By Patricia B. Mirasol, Reporter
THE failure of the COVAX facility to deliver equitable vaccine access showed the importance of building capacity at the regional level for funding, research, and delivery of resources, said a Doctors Without Borders (Médecins Sans Frontières or MSF) official.
“What is important is providing capacity in the regions and making sure institutions and countries have access to these tools,” said Nathalie Ernoult, deputy head of policy and advocacy of MSF’s Access Campaign, in a June 20 video call. “There is a way to have different models of response. Let’s work with that diversity of capabilities — rather than trying to have a one-size-fits-all model.”
The COVAX Facility (COVAX), envisioned as a global vaccine procurement facility that would share access to COVID-19 vaccines to every country regardless of income, failed to deliver on its promise, MSF said in December 2021.
“The rapid rate at which scientists produced multiple highly effective COVID-19 vaccines was an epic public health achievement. Yet as the data reflect, efforts over the past year to equitably distribute those vaccines have been a failure,” MSF said in its report.
Differing national interests make it difficult to formulate a centralized response despite facing a common threat, Ms. Ernoult added. “It [COVAX] didn’t work. It’s not going to work tomorrow. Let’s take it for granted it’s not coming together,” she said. “If you have a lot of political and financial power, you are always better placed to decide what equity means for you … I think, in a way, it [COVAX] was kind of a failure in multilateralism.”
Self-reliance in meeting health needs includes increasing the production of diagnostic products at both the local and regional levels.
These include Ateneo de Manila University’s Integrated Protein Research Development Center under the Department of Science and Technology, which will develop the technology required for the production of proteins used in the biomedical and food industries.
“We’re developing local diagnostics so we can bring them to the places that do need them,” said Ricardo Jose S. Guerrero, research fellow at Ateneo Research Institute for Science and Engineering, in a November 2021 event by MSF.
Another is the Virology Institute of the Philippines. Scheduled to open between 2023 and 2024, it will conduct research and development on diagnostics, vaccines, and therapeutics.
Highlighting the need for regional production, Ms. Ernoult shared that MSF identified hundreds of suppliers that could have received the technology to produce mRNA vaccines.
“Some are in Bangladesh, China, Thailand, Malaysia, Indonesia — but there was no willingness to share the know-how to manufacture [these mRNA vaccines],” she said.
“How do you share know-how during a pandemic? How do you remove intellectual copyright?” she asked. “In [a] pandemic, you need timely response. You need manufacturers in different places.”

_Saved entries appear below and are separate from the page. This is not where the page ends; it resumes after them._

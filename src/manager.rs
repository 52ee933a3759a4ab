use std::sync::Arc;

use itertools::Itertools;
use parking_lot::RwLock;

use crate::{
    entity::EntityStore, filter::Filter, pool::SharedStore, query::EntityIter, ComponentKey,
    Entity, EntityBuilder, EntityPool, EntityRef, Urn,
};

/// Owns a global pool and any number of additional pools which all allocate
/// from the same id arena.
///
/// Lookups by id or urn search every pool, the global pool first. Queries
/// run against the global pool.
pub struct EntityManager {
    store: SharedStore,
    global: Arc<EntityPool>,
    pools: RwLock<Vec<Arc<EntityPool>>>,
}

impl EntityManager {
    pub fn new() -> Self {
        Self::with_capacity(0)
    }

    /// Pre-sizes the id arena and the global pool for `capacity` entities
    pub fn with_capacity(capacity: usize) -> Self {
        let store: SharedStore = Arc::new(RwLock::new(EntityStore::with_capacity(capacity)));
        let global = EntityPool::from_store(store.clone(), capacity);

        Self {
            store,
            global,
            pools: RwLock::new(Vec::new()),
        }
    }

    /// Returns the pool used for queries and new entities
    pub fn global_pool(&self) -> &Arc<EntityPool> {
        &self.global
    }

    /// Creates an additional pool sharing the id arena
    pub fn new_pool(&self) -> Arc<EntityPool> {
        let pool = EntityPool::from_store(self.store.clone(), 0);
        self.pools.write().push(pool.clone());
        pool
    }

    /// Returns every pool, the global pool first
    pub fn pools(&self) -> Vec<Arc<EntityPool>> {
        let mut pools = vec![self.global.clone()];
        pools.extend(self.pools.read().iter().cloned());
        pools
    }

    /// Commits a builder into the global pool
    pub fn build(&self, builder: &mut EntityBuilder) -> EntityRef {
        builder.build(&self.global)
    }

    /// Allocates an id loaded in the global pool
    pub fn create_entity(&self) -> Entity {
        self.global.create_entity()
    }

    /// Returns the pool `id` is committed to
    pub fn pool_of(&self, id: Entity) -> Option<Arc<EntityPool>> {
        self.pools().into_iter().find(|pool| pool.contains(id))
    }

    /// Returns the handle of `id` from whichever pool holds it
    pub fn get_entity(&self, id: Entity) -> EntityRef {
        if id.is_null() {
            return EntityRef::null();
        }

        self.pools()
            .iter()
            .map(|pool| pool.get_entity(id))
            .find(|handle| !handle.is_null())
            .unwrap_or_else(EntityRef::null)
    }

    /// Destroys `id` in whichever pool holds it
    pub fn destroy(&self, id: Entity) -> bool {
        self.pools().iter().any(|pool| pool.destroy(id))
    }

    /// Returns the entity claiming `urn` in any pool
    pub fn get_single_entity(&self, urn: &Urn) -> EntityRef {
        self.pools()
            .iter()
            .map(|pool| pool.get_single_entity(urn))
            .find(|handle| !handle.is_null())
            .unwrap_or_else(EntityRef::null)
    }

    /// Relocates an entity, keeping its id, handle and component instances.
    ///
    /// If `target` rejects the entity, it is restored into its source pool
    /// and false is returned.
    pub fn move_to_pool(&self, handle: &EntityRef, target: &Arc<EntityPool>) -> bool {
        let id = handle.id();
        let Some(source) = handle.pool().filter(|_| handle.is_active()) else {
            return false;
        };

        if Arc::ptr_eq(&source, target) {
            return true;
        }

        if !source.shares_store(target) {
            tracing::warn!(%id, "target pool allocates from a different id arena");
            return false;
        }

        let components = source.copy_components(id);
        let detached = source.detach(id);
        if detached.is_null() {
            return false;
        }

        target.load(id);
        match target.insert_ref(detached.clone(), components.values().cloned()) {
            Ok(()) => {
                tracing::debug!(%id, "moved entity to another pool");
                true
            }
            Err(err) => {
                tracing::warn!(%id, %err, "target pool rejected entity, restoring");
                target.unload(id);
                source.load(id);
                if let Err(err) = source.insert_ref(detached, components.into_values()) {
                    tracing::error!(%id, %err, "failed to restore entity into its source pool");
                }

                false
            }
        }
    }

    /// Returns the number of committed entities across all pools
    pub fn len(&self) -> usize {
        self.pools().iter().map(|pool| pool.len()).sum()
    }

    pub fn is_empty(&self) -> bool {
        self.len() == 0
    }

    /// Returns every allocated id, including ids which are loaded in a pool
    /// but not yet committed
    pub fn allocated_ids(&self) -> Vec<Entity> {
        self.store.read().iter().collect_vec()
    }

    /// Returns the number of allocated ids
    pub fn num_allocated(&self) -> usize {
        self.store.read().len()
    }

    pub fn query(&self, filter: Filter) -> EntityIter<'_> {
        self.global.query(filter)
    }

    pub fn iter(&self) -> EntityIter<'_> {
        self.global.iter()
    }

    pub fn entities_with_all(
        &self,
        all: impl IntoIterator<Item = ComponentKey>,
    ) -> EntityIter<'_> {
        self.global.entities_with_all(all)
    }

    pub fn entities_with_one(
        &self,
        one: impl IntoIterator<Item = ComponentKey>,
    ) -> EntityIter<'_> {
        self.global.entities_with_one(one)
    }

    pub fn entities_with_all_and_exclude(
        &self,
        all: impl IntoIterator<Item = ComponentKey>,
        exclude: impl IntoIterator<Item = ComponentKey>,
    ) -> EntityIter<'_> {
        self.global.entities_with_all_and_exclude(all, exclude)
    }

    pub fn entities_with_one_and_exclude(
        &self,
        one: impl IntoIterator<Item = ComponentKey>,
        exclude: impl IntoIterator<Item = ComponentKey>,
    ) -> EntityIter<'_> {
        self.global.entities_with_one_and_exclude(one, exclude)
    }

    pub fn entities_with_one_or_all(
        &self,
        all: impl IntoIterator<Item = ComponentKey>,
        one: impl IntoIterator<Item = ComponentKey>,
    ) -> EntityIter<'_> {
        self.global.entities_with_one_or_all(all, one)
    }

    pub fn entities_with_one_or_all_and_exclude(
        &self,
        all: impl IntoIterator<Item = ComponentKey>,
        one: impl IntoIterator<Item = ComponentKey>,
        exclude: impl IntoIterator<Item = ComponentKey>,
    ) -> EntityIter<'_> {
        self.global
            .entities_with_one_or_all_and_exclude(all, one, exclude)
    }
}

impl Default for EntityManager {
    fn default() -> Self {
        Self::new()
    }
}

impl core::fmt::Debug for EntityManager {
    fn fmt(&self, f: &mut core::fmt::Formatter<'_>) -> core::fmt::Result {
        f.debug_struct("EntityManager")
            .field("global", &self.global)
            .field("pools", &self.pools.read().len())
            .finish()
    }
}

The World Health Assembly in December 2021, kickstarted a process to develop a global accord on pandemic prevention, preparedness, and response.
Dr. Tedros Adhanom Ghebreyesus, director general of the World Health Organization, said the decision represented a once-in-a-generation opportunity to strengthen the global health architecture for the well-being of all.

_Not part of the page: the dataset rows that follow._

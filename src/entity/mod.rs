mod builder;
mod store;

use core::fmt;

pub use builder::*;
pub(crate) use store::*;

/// Represents an entity.
///
/// An entity is only an identifier, its meaning comes from the components
/// attached to it in a pool.
///
/// # Structure
///
/// An Entity is 64 bits in size.
///
/// | 32         | 32    |
/// | Generation | Index |
///
/// The index is the slot in the entity arena and starts at 1. The generation
/// is bumped every time the slot is freed, which lets stale ids be detected
/// once the index is handed out again.
///
/// [`Entity::NULL`] has every bit set and is never produced by allocation.
#[derive(PartialOrd, Clone, Copy, PartialEq, Eq, Ord, Hash)]
#[repr(transparent)]
pub struct Entity(u64);

/// The index of the entity in the entity store
pub type EntityIndex = u32;
/// The entity id version
pub type EntityGen = u32;

impl Entity {
    /// The permanent null entity. Never alive in any pool.
    pub const NULL: Entity = Entity(u64::MAX);

    /// Create an entity id from parts
    pub fn from_parts(index: EntityIndex, gen: EntityGen) -> Self {
        Self(((gen as u64) << 32) | index as u64)
    }

    #[inline]
    /// Returns the entity index
    pub fn index(self) -> EntityIndex {
        self.0 as u32
    }

    #[inline]
    /// Extract the generation from the entity
    pub fn gen(self) -> EntityGen {
        (self.0 >> 32) as u32
    }

    #[inline]
    /// Creates an entity id from raw bits
    pub fn from_bits(bits: u64) -> Self {
        Self(bits)
    }

    #[inline]
    /// Returns the raw bits of an entity id
    pub fn to_bits(self) -> u64 {
        self.0
    }

    /// Returns true if this is [`Entity::NULL`]
    pub fn is_null(self) -> bool {
        self == Self::NULL
    }
}

impl fmt::Debug for Entity {
    fn fmt(&self, f: &mut fmt::Formatter<'_>) -> fmt::Result {
        if self.is_null() {
            write!(f, "null")
        } else {
            write!(f, "{}v{}", self.index(), self.gen())
        }
    }
}

impl fmt::Display for Entity {
    fn fmt(&self, f: &mut fmt::Formatter<'_>) -> fmt::Result {
        fmt::Debug::fmt(self, f)
    }
}
#![allow(clippy::new_without_default)]

pub mod add_remove;
pub mod query;
pub mod simple_insert;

“The COVID-19 pandemic has shone a light on the many flaws in the global system to protect people from pandemics: the most vulnerable people going without vaccines; health workers without needed equipment to perform their life-saving work; and ‘me-first’ approaches that stymie the global solidarity needed to deal with a global threat,” said to Dr. Tedros in a press statement.
“But at the same time, we have seen inspiring demonstrations of scientific and political collaboration, from the rapid development of vaccines, to today’s commitment by countries to negotiate a global accord that will help to keep future generations safer from the impacts of pandemics,” he said.